ISM Manufacturing chart with data through 8/31/20

The ISM Manufacturing Index improved for the third consecutive month in August, rising 1.8 points to 56.0, beating expectations for a more moderate increase to 54.6. That marked the strongest monthly reading since November 2018.

The composition of the index was strong and well balanced overall, led by strong results on a few key indicators; new orders came in at a brisk 67.6 and production edged up to 63.3.

Other than employment, which contracted for the 13th consecutive month, most measures of the health of the manufacturing sector look relatively good. With new orders rapidly increasing and production not keeping pace, the backlog of work rose even as inventories are being depleted. Even so, the pace of contraction in payrolls has slowed, as that component rose from 44.3 to 46.4. All of this should bode well for manufacturers to expand payrolls in the coming months to increase production and meet demand.

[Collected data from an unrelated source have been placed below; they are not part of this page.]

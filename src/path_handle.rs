//! Directory handles used as race-free anchors for relative opens.

use std::ffi::CString;
use std::os::unix::ffi::OsStrExt;
use std::os::unix::io::RawFd;
use std::path::Path;

use crate::error::Error;
use crate::error::Result;
use crate::error::track_fd;
use crate::handle::Caching;
use crate::handle::Handle;
use crate::handle::HandleFlags;
use crate::native_handle::Disposition;
use crate::native_handle::NativeHandle;

pub(crate) fn to_cstring(path: &Path) -> Result<CString> {
    CString::new(path.as_os_str().as_bytes())
        .map_err(|_| Error::from_errno(libc::EINVAL))
}

/// A cheap handle to a directory, usable as the base for relative opens.
///
/// Holding one pins the directory identity: operations relative to it are
/// immune to the directory being renamed, which `current_path()`-based
/// lookups are not.
#[derive(Debug)]
pub struct PathHandle {
    h: Handle,
}

impl PathHandle {
    /// Opens a directory as an anchor.
    pub fn open(dir: &Path) -> Result<PathHandle> {
        let c = to_cstring(dir)?;
        Self::open_raw(libc::AT_FDCWD, &c)
    }

    /// Opens a directory beneath an existing anchor.
    pub fn open_at(base: &PathHandle, leaf: &Path) -> Result<PathHandle> {
        let c = to_cstring(leaf)?;
        Self::open_raw(base.fd(), &c)
    }

    fn open_raw(dirfd: RawFd, path: &std::ffi::CStr) -> Result<PathHandle> {
        #[cfg(any(target_os = "linux", target_os = "android"))]
        let oflags = libc::O_PATH | libc::O_DIRECTORY | libc::O_CLOEXEC;
        #[cfg(not(any(target_os = "linux", target_os = "android")))]
        let oflags = libc::O_RDONLY | libc::O_DIRECTORY | libc::O_CLOEXEC;

        let fd = loop {
            let rc = unsafe { libc::openat(dirfd, path.as_ptr(), oflags) };
            if rc >= 0 {
                break rc;
            }
            let err = Error::last_os_error();
            if err.os_error() != libc::EINTR {
                return Err(err);
            }
        };
        Ok(PathHandle {
            h: Handle::new(
                NativeHandle::new(fd, Disposition::DIRECTORY),
                Caching::All,
                HandleFlags::empty(),
            ),
        })
    }

    /// The owning handle.
    pub fn handle(&self) -> &Handle {
        &self.h
    }

    /// The raw descriptor, for use as an `openat` base.
    pub fn fd(&self) -> RawFd {
        self.h.fd()
    }

    /// The kernel's current name for this directory.
    pub fn current_path(&self) -> Result<std::path::PathBuf> {
        self.h.current_path()
    }

    /// Duplicates the anchor.
    pub fn try_clone(&self) -> Result<PathHandle> {
        let _ctx = track_fd(self.fd());
        Ok(PathHandle {
            h: self.h.try_clone()?,
        })
    }
}
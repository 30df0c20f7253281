//! A file handle that keeps the file mapped into memory.
//!
//! The handle reserves a window of address space and keeps the map alive
//! across truncations up to that reservation, so growing and shrinking the
//! file does not invalidate pointers into it until the reservation itself
//! must move.

use std::ops::Deref;
use std::ops::DerefMut;
use std::path::Path;

use crate::deadline::Deadline;
use crate::error::Error;
use crate::error::ErrorKind;
use crate::error::Result;
use crate::file::Creation;
use crate::file::FileHandle;
use crate::file::Mode;
use crate::handle::Caching;
use crate::handle::Handle;
use crate::handle::HandleFlags;
use crate::io::Buffer;
use crate::io::ConstBuffer;
use crate::io::Extent;
use crate::io::IoBuffer;
use crate::io::IoHandle;
use crate::io::IoRequest;
use crate::map::MapHandle;
use crate::map::serve_read_from_memory;
use crate::map::serve_write_to_memory;
use crate::path_handle::PathHandle;
use crate::section::SectionFlags;
use crate::section::SectionHandle;
use crate::utils::round_up_to_page_size;

/// A [`FileHandle`] plus a section and map over its contents.
///
/// While the file is non-empty the map covers
/// `min(file length, reservation)` bytes of it from offset zero. A
/// zero-length file carries no section or map at all, because POSIX cannot
/// map one.
#[derive(Debug)]
pub struct MappedFileHandle {
    fh: FileHandle,
    section: Option<SectionHandle>,
    map: Option<MapHandle>,
    reservation: u64,
    /// Bytes of real file content visible through the map.
    length: u64,
}

impl MappedFileHandle {
    /// Opens a file and maps it with the given address-space reservation.
    /// A zero reservation means the file's current length.
    pub fn open_at(
        reservation: u64,
        base: Option<&PathHandle>,
        path: &Path,
        mode: Mode,
        creation: Creation,
        caching: Caching,
        flags: HandleFlags,
    ) -> Result<MappedFileHandle> {
        let fh = FileHandle::open_at(base, path, mode, creation, caching, flags)?;
        Self::from_file(reservation, fh)
    }

    /// Opens a file by path and maps it.
    pub fn open(
        reservation: u64,
        path: &Path,
        mode: Mode,
        creation: Creation,
        caching: Caching,
        flags: HandleFlags,
    ) -> Result<MappedFileHandle> {
        Self::open_at(reservation, None, path, mode, creation, caching, flags)
    }

    /// Maps an already open file.
    pub fn from_file(reservation: u64, fh: FileHandle) -> Result<MappedFileHandle> {
        let mut out = MappedFileHandle {
            fh,
            section: None,
            map: None,
            reservation: round_up_to_page_size(reservation),
            length: 0,
        };
        if out.fh.length()? > 0 {
            out.reserve(reservation)?;
        }
        Ok(out)
    }

    fn section_flags(&self) -> SectionFlags {
        if self.fh.is_writable() {
            SectionFlags::READ | SectionFlags::WRITE
        } else {
            SectionFlags::READ
        }
    }

    /// Resizes the address-space reservation. `n` of zero means the file's
    /// current length. A no-op when the map already spans `n` bytes;
    /// otherwise the map is replaced, and pointers into it go stale.
    ///
    /// Fails with `InvalidSeek` on a zero-length file, which cannot be
    /// mapped.
    pub fn reserve(&mut self, n: u64) -> Result<u64> {
        let file_length = self.fh.length()?;
        if file_length == 0 {
            return Err(Error::new(ErrorKind::InvalidSeek));
        }
        let n = round_up_to_page_size(if n == 0 { file_length } else { n });
        if let Some(map) = &self.map {
            if map.len() as u64 == n {
                self.reservation = n;
                self.length = file_length.min(n);
                return Ok(n);
            }
        }
        self.map = None;
        if self.section.is_none() {
            self.section = Some(SectionHandle::backed(
                &self.fh,
                0,
                self.section_flags(),
            )?);
        }
        let section = self.section.as_ref().unwrap();
        section.truncate(n)?;
        self.map = Some(MapHandle::map(section, n, 0, self.section_flags())?);
        self.reservation = n;
        self.length = file_length.min(n);
        Ok(n)
    }

    /// Base address of the mapped contents. Null while the file is empty.
    pub fn address(&self) -> *mut u8 {
        self.map
            .as_ref()
            .map_or(std::ptr::null_mut(), |m| m.as_ptr())
    }

    /// Bytes of file content visible through the map.
    pub fn mapped_length(&self) -> u64 {
        self.length
    }

    /// The current address-space reservation.
    pub fn reservation(&self) -> u64 {
        self.reservation
    }

    /// The map itself, while one exists.
    pub fn map(&self) -> Option<&MapHandle> {
        self.map.as_ref()
    }

    /// Sets the length of the file, keeping the map in place whenever the
    /// new length fits the reservation.
    ///
    /// Growing past the reservation re-reserves, after which
    /// [`address`](Self::address) may change. Shrinking first tells the
    /// kernel not to bother writing back the pages being cut off.
    pub fn truncate(&mut self, new_size: u64) -> Result<u64> {
        if new_size == 0 {
            // Some platforms refuse to shrink a file with live maps, and a
            // zero-length mapping is meaningless anyway.
            self.map = None;
            self.section = None;
            self.fh.truncate(0)?;
            self.length = 0;
            return Ok(0);
        }
        if self.section.is_none() {
            self.fh.truncate(new_size)?;
            let want = self.reservation.max(round_up_to_page_size(new_size));
            self.reserve(want)?;
            return Ok(new_size);
        }
        let current = self.fh.length()?;
        if new_size < current {
            if let Some(map) = &self.map {
                let keep = round_up_to_page_size(new_size);
                if keep < map.len() as u64 {
                    // Dirty pages past the new end would otherwise be
                    // written back moments before being discarded.
                    let _ = map.do_not_store(Extent::new(
                        keep,
                        map.len() as u64 - keep,
                    ));
                }
            }
        }
        self.fh.truncate(new_size)?;
        if round_up_to_page_size(new_size) > self.reservation {
            self.reserve(new_size)?;
        } else {
            self.length = new_size.min(self.reservation);
        }
        Ok(new_size)
    }

    /// Refreshes the mapped length after a third party changed the file's
    /// length, returning the bytes now visible.
    pub fn update_map(&mut self) -> Result<u64> {
        let file_length = self.fh.length()?;
        if file_length == 0 {
            self.map = None;
            self.section = None;
            self.length = 0;
            return Ok(0);
        }
        if self.map.is_none() {
            self.reserve(self.reservation)?;
        }
        self.length = file_length.min(self.reservation);
        Ok(self.length)
    }

    /// The underlying file handle.
    pub fn as_file(&self) -> &FileHandle {
        &self.fh
    }

    /// Writes through the map, extending the file first when the write
    /// reaches past the currently visible bytes.
    pub fn write<'r, 'a>(
        &mut self,
        req: IoRequest<'r, ConstBuffer<'a>>,
        _deadline: Option<Deadline>,
    ) -> Result<&'r [ConstBuffer<'a>]> {
        let end = req.offset + crate::io::bytes_transferred(req.buffers);
        if end > self.length {
            self.truncate(end)?;
        }
        let base = match &self.map {
            Some(map) => map.as_ptr(),
            None => {
                let IoRequest { buffers, .. } = req;
                return Ok(&buffers[..0]);
            }
        };
        serve_write_to_memory(base, self.length as usize, req)
    }
}

impl Deref for MappedFileHandle {
    type Target = FileHandle;

    fn deref(&self) -> &FileHandle {
        &self.fh
    }
}

impl DerefMut for MappedFileHandle {
    fn deref_mut(&mut self) -> &mut FileHandle {
        &mut self.fh
    }
}

impl IoHandle for MappedFileHandle {
    fn handle(&self) -> &Handle {
        self.fh.as_handle()
    }

    /// Serves reads from the map: the returned buffers point straight into
    /// the mapped file contents.
    fn read<'r, 'a>(
        &self,
        req: IoRequest<'r, Buffer<'a>>,
        _deadline: Option<Deadline>,
    ) -> Result<&'r mut [Buffer<'a>]> {
        match &self.map {
            Some(map) => {
                serve_read_from_memory(map.as_ptr(), self.length as usize, req)
            }
            None => {
                let IoRequest { buffers, .. } = req;
                for b in buffers.iter_mut() {
                    b.set_len(0);
                }
                Ok(&mut buffers[..0])
            }
        }
    }

    /// Writes through the map without extending the file; writes past the
    /// visible bytes are clipped. Use the inherent
    /// [`write`](MappedFileHandle::write) to extend.
    fn write<'r, 'a>(
        &self,
        req: IoRequest<'r, ConstBuffer<'a>>,
        _deadline: Option<Deadline>,
    ) -> Result<&'r [ConstBuffer<'a>]> {
        match &self.map {
            Some(map) => {
                serve_write_to_memory(map.as_ptr(), self.length as usize, req)
            }
            None => {
                let IoRequest { buffers, .. } = req;
                Ok(&buffers[..0])
            }
        }
    }

    fn barrier(
        &self,
        range: Option<Extent>,
        wait_for_device: bool,
        and_metadata: bool,
        deadline: Option<Deadline>,
    ) -> Result<()> {
        match &self.map {
            Some(map) => map.barrier(range, wait_for_device, and_metadata, deadline),
            None => Ok(()),
        }
    }
}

The economy has clearly lost some momentum after a surprisingly strong initial bounce off of its April lows. Consumer sentiment has recently slipped as initial hopes of a sustained decline in the spread of COVID-19 faded in the past few months. Improvement in broad employment conditions have also faltered, as initial jobless claims have struggled to dip meaningfully below 1 million per week. While that is a vast improvement in a few short months, the pace of weekly claims is still staggering compared to prior recessionary periods.

Still, the pace of improvement in the manufacturing sector remains relatively robust in spite of the ongoing uncertainty. Prolonged slippage in consumer sentiment could weigh on household spending growth in the coming months, but for now, pent-up demand should be more than enough to push manufacturers to continue to rapidly ramp back up. That should bode well for factory hiring to accelerate, contributing to the ongoing turnaround in labor markets and the recovery.